Immunodeficiency: primary or acquired
Hugues Allard-Chamard, MD PhD FRCPC
Post doctoral fellow
Ragon Institute of Massachusetts General Hospital, Massachusetts Institute of Technology, and Department of Medicine, Harvard University, Cambridge, MA, USA | Division of Rheumatology, FMSS, Sherbrooke, Québec, Canada.
Jocelyn R. Farmer, MD PhD
Ragon Institute of Massachusetts General Hospital, Massachusetts Institute of Technology, and Department of Medicine, Harvard University, Cambridge, MA, USA |Division of Rheumatology, Allergy and Immunology, Massachusetts General Hospital, Boston, MA
Jolan E. Walter, MD PhD
Division of Rheumatology, Allergy and Immunology, MGH, Boston, Boston, MA | Division of Cardiovascular Medicine, Beth Israel Deaconess Medical Center, Boston, MA | Johns Hopkins All Children’s Hospital, St.
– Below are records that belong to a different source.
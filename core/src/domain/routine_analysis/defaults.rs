use indexmap::IndexMap;
use serde_json::{Map, Value};

/// Reads a value of the expected schema out of loosely-typed model output.
///
/// Implementations never fail: a missing or wrong-shaped branch turns into the
/// type's default, recursively, so the result always has every declared field.
pub trait Defaulted: Sized {
    fn defaulted(value: &Value) -> Self;

    /// Array element form. Returning `None` drops an element of the wrong shape
    /// instead of padding the array with an all-default entry.
    fn element(value: &Value) -> Option<Self> {
        value.is_object().then(|| Self::defaulted(value))
    }
}

/// Member `key` of `value`, or `Null` when `value` is not an object or lacks it.
pub fn field<'a>(value: &'a Value, key: &str) -> &'a Value {
    static NULL: Value = Value::Null;
    value.get(key).unwrap_or(&NULL)
}

/// String leaf with a non-empty default, e.g. `"N/A"` for ratings.
pub fn text_or(value: &Value, default: &str) -> String {
    value.as_str().unwrap_or(default).to_string()
}

impl Defaulted for String {
    fn defaulted(value: &Value) -> Self {
        value.as_str().map(str::to_string).unwrap_or_default()
    }

    fn element(value: &Value) -> Option<Self> {
        value.as_str().map(str::to_string)
    }
}

impl Defaulted for f64 {
    fn defaulted(value: &Value) -> Self {
        Self::element(value).unwrap_or_default()
    }

    /// Numbers, or strings holding one (`"85"`); models quote scores now and then.
    fn element(value: &Value) -> Option<Self> {
        match value {
            Value::Number(n) => n.as_f64(),
            Value::String(s) => s.trim().parse::<f64>().ok().filter(|f| f.is_finite()),
            _ => None,
        }
    }
}

impl Defaulted for bool {
    fn defaulted(value: &Value) -> Self {
        value.as_bool().unwrap_or_default()
    }

    fn element(value: &Value) -> Option<Self> {
        value.as_bool()
    }
}

impl<T: Defaulted> Defaulted for Vec<T> {
    fn defaulted(value: &Value) -> Self {
        value
            .as_array()
            .map(|items| items.iter().filter_map(T::element).collect())
            .unwrap_or_default()
    }

    fn element(value: &Value) -> Option<Self> {
        value.is_array().then(|| Self::defaulted(value))
    }
}

/// Keyed sections such as metrics. Members keep the order the model wrote them in.
impl<T: Defaulted> Defaulted for IndexMap<String, T> {
    fn defaulted(value: &Value) -> Self {
        value
            .as_object()
            .map(|members| {
                members
                    .iter()
                    .filter_map(|(key, member)| {
                        T::element(member).map(|parsed| (key.clone(), parsed))
                    })
                    .collect()
            })
            .unwrap_or_default()
    }
}

/// Opaque objects the core passes through without interpreting.
impl Defaulted for Map<String, Value> {
    fn defaulted(value: &Value) -> Self {
        value.as_object().cloned().unwrap_or_default()
    }
}

#[cfg(test)]
mod tests {
    use super::*;
    use serde_json::json;

    #[test]
    fn test_leaves_fall_back_to_defaults() {
        assert_eq!(String::defaulted(&json!(12)), "");
        assert_eq!(f64::defaulted(&json!("high")), 0.0);
        assert_eq!(f64::defaulted(&json!(" 72 ")), 72.0);
        assert!(!bool::defaulted(&json!("yes")));
        assert_eq!(text_or(&json!(null), "N/A"), "N/A");
    }

    #[test]
    fn test_arrays_drop_wrong_shaped_elements() {
        let names: Vec<String> = Vec::defaulted(&json!(["Retinol", 4, null, "Niacinamide"]));
        let objects: Vec<Map<String, Value>> = Vec::defaulted(&json!([{"a": 1}, "text", [1]]));
        let not_a_list: Vec<String> = Vec::defaulted(&json!({"not": "a list"}));

        assert_eq!(names, vec!["Retinol", "Niacinamide"]);
        assert_eq!(objects.len(), 1);
        assert!(not_a_list.is_empty());
    }

    #[test]
    fn test_field_reads_through_non_objects() {
        assert_eq!(field(&json!({"a": 1}), "a"), &json!(1));
        assert_eq!(field(&json!({"a": 1}), "b"), &Value::Null);
        assert_eq!(field(&json!("text"), "a"), &Value::Null);
    }

    #[test]
    fn test_keyed_members_keep_input_order() {
        let ranks: IndexMap<String, f64> =
            IndexMap::defaulted(&json!({"zeta": 1, "alpha": "2", "mid": null, "beta": 3}));

        assert_eq!(
            ranks.keys().collect::<Vec<_>>(),
            vec!["zeta", "alpha", "beta"]
        );
    }
}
Petersburg, FL, USA
Human B cell maturation is organized through a series of highly controlled developmental checkpoints. After leaving the bone marrow, the BCR repertoire progressively contracts as the pool of transitional B cells undergoes selection and acquires a mature follicular B cell phenotype. The triggers controlling the final steps in B cell maturation are largely unknown in humans. Using bulk RNA-seq on FACS-sorted B cells, we identified a dramatic metabolic switch, orchestrated by mTORC1 downregulation, that takes place as B cells progress from the transitional to the follicular B cell stage. This reprogramming encompasses ribosome and protein biogenesis, as well as aerobic respiration. Reinforcing the fundamental role of the reduction of mTORC1 signaling in B cell maturation, CVID patients with gain-of-function PI3Kδ mutations, which cause increased tonic mTORC1 signaling, exhibit a profound loss of follicular B cells. The attenuation of mTORC1 activity in follicular B cells was associated with a coordinated upregulation of the ABCB1 transporter, promoting the accumulation of extracellular ATP, which is broken down to adenosine by the conjugated action of extracellular exonuclease, CD39 and CD73, fostering the activation of the mTORC1 inhibitor, AMPK. Taken as a whole, these data suggest that mTORC1 governs a novel checkpoint in the maturation of human B cells. To pass this checkpoint, developing B cells require the attenuation of mTORC1. Consequently, late transitional B cells limit mTORC1 signaling by activating AMPK through the adenosine salvage pathway.